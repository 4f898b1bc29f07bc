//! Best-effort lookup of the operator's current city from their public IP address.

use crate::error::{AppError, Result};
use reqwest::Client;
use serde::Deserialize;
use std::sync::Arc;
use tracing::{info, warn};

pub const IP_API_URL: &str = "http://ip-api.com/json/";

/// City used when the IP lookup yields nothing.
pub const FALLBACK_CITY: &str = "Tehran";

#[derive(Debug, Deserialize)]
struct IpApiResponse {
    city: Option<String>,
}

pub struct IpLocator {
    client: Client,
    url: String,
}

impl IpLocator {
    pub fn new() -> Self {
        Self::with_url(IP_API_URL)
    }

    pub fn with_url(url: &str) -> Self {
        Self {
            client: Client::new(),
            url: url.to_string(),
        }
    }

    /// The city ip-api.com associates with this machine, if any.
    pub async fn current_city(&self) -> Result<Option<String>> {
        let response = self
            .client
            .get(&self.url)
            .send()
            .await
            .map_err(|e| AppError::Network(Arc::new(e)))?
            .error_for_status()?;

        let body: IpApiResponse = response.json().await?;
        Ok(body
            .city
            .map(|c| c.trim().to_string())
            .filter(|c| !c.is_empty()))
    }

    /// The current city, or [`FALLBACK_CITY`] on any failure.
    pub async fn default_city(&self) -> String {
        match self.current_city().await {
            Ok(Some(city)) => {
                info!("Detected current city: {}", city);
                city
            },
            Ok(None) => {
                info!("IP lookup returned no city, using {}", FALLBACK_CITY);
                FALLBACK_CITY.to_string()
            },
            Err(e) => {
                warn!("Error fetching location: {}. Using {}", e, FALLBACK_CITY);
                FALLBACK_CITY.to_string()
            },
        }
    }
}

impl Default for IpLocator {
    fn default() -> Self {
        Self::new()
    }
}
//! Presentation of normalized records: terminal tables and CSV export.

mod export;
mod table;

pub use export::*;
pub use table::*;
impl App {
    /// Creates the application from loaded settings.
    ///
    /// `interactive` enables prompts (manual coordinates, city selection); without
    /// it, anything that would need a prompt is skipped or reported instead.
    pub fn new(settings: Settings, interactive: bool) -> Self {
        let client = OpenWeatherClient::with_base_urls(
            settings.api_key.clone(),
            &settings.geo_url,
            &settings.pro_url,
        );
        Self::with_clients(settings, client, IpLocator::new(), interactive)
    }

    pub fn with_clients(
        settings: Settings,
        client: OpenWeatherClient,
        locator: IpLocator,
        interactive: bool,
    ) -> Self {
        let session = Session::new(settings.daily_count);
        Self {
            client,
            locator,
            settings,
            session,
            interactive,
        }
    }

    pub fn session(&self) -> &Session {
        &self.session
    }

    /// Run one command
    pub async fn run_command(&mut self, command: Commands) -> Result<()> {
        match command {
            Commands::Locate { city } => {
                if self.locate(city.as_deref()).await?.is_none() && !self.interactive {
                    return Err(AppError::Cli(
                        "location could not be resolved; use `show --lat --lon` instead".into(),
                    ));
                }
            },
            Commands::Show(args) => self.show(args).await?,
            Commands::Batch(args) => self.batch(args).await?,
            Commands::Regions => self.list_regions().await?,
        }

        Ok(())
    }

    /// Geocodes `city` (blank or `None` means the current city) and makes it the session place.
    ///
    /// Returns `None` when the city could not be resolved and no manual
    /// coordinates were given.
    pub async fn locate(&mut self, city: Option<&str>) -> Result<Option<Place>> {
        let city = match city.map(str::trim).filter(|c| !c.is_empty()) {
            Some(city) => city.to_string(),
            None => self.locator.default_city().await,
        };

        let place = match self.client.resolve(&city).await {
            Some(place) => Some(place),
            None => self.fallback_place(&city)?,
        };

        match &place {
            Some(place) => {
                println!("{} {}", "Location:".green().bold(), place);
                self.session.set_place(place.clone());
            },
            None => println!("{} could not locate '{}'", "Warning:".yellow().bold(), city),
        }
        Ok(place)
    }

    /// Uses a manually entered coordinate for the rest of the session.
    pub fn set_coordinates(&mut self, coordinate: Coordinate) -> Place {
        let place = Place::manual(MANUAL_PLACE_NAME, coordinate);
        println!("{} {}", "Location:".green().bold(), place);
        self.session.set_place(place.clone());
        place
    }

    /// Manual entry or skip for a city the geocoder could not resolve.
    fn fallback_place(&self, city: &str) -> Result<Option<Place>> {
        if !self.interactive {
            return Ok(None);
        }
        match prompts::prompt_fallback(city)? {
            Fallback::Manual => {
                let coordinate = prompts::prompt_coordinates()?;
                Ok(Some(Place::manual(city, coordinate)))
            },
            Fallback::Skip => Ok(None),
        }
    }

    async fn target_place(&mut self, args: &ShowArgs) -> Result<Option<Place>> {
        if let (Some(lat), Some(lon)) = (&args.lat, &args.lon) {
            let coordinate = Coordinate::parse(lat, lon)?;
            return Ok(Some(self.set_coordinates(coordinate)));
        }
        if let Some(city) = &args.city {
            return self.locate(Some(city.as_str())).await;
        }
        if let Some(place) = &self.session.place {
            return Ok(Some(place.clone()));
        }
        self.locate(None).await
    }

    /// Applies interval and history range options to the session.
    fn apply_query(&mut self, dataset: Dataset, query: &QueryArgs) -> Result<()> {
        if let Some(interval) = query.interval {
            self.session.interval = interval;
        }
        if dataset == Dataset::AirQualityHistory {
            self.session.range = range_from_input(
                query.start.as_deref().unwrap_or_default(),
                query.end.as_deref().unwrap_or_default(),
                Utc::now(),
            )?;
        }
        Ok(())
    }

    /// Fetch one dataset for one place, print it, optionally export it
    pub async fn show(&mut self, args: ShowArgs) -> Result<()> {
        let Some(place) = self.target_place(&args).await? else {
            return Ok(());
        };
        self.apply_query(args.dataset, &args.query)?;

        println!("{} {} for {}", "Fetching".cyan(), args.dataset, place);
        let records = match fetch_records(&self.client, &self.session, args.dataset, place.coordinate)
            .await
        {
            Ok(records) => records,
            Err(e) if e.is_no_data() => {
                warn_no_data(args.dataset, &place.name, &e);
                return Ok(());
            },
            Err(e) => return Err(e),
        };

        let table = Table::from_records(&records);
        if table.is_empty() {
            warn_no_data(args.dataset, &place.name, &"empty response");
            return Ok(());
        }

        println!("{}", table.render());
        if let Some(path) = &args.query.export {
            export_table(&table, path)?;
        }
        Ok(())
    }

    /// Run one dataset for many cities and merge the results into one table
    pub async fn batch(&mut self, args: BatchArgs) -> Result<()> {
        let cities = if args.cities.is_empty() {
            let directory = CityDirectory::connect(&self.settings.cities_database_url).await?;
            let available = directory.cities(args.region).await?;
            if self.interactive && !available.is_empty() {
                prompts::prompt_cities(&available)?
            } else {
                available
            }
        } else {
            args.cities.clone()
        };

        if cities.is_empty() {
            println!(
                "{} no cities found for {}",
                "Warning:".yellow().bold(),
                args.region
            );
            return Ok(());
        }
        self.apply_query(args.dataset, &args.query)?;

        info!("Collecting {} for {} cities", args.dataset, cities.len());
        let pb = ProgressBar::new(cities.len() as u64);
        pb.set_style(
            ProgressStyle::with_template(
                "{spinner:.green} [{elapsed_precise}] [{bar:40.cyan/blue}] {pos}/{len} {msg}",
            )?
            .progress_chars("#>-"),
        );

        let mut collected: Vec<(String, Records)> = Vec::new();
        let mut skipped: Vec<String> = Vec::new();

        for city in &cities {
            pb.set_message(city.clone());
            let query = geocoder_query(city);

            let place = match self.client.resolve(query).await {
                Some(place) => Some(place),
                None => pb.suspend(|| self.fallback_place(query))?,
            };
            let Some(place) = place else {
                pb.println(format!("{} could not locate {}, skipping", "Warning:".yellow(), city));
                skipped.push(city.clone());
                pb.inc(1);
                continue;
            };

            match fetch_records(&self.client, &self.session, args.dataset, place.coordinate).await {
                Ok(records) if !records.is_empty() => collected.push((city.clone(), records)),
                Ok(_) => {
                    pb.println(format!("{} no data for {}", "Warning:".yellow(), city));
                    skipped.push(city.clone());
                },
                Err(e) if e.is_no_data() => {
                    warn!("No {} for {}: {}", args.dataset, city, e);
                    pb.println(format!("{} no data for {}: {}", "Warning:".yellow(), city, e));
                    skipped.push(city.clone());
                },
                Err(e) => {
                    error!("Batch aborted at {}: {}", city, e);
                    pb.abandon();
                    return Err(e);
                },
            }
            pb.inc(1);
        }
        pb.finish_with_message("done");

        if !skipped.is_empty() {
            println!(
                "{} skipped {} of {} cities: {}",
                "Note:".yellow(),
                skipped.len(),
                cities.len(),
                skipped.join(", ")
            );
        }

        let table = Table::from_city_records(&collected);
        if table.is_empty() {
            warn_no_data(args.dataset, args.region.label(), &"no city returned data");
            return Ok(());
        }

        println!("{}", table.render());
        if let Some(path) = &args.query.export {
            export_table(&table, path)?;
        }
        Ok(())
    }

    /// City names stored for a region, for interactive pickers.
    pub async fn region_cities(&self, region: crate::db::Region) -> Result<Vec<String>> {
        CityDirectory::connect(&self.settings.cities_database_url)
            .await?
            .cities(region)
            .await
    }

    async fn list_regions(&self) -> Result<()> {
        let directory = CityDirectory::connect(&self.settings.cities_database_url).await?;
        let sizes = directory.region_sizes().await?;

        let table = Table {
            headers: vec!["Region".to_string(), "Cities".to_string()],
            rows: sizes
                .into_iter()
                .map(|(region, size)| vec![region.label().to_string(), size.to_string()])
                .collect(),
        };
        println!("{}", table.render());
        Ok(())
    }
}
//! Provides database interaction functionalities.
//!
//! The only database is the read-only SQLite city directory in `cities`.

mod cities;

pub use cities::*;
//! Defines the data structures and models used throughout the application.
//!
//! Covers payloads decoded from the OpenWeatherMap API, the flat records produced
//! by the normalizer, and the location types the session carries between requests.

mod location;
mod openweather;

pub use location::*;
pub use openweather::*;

◆ **Task statement**
What lines of the material contain "instead"? Show them.

◆ **Exercise output**
    /// it, anything that would need a prompt is skipped or reported instead.
                        "location could not be resolved; use `show --lat --lon` instead".into(),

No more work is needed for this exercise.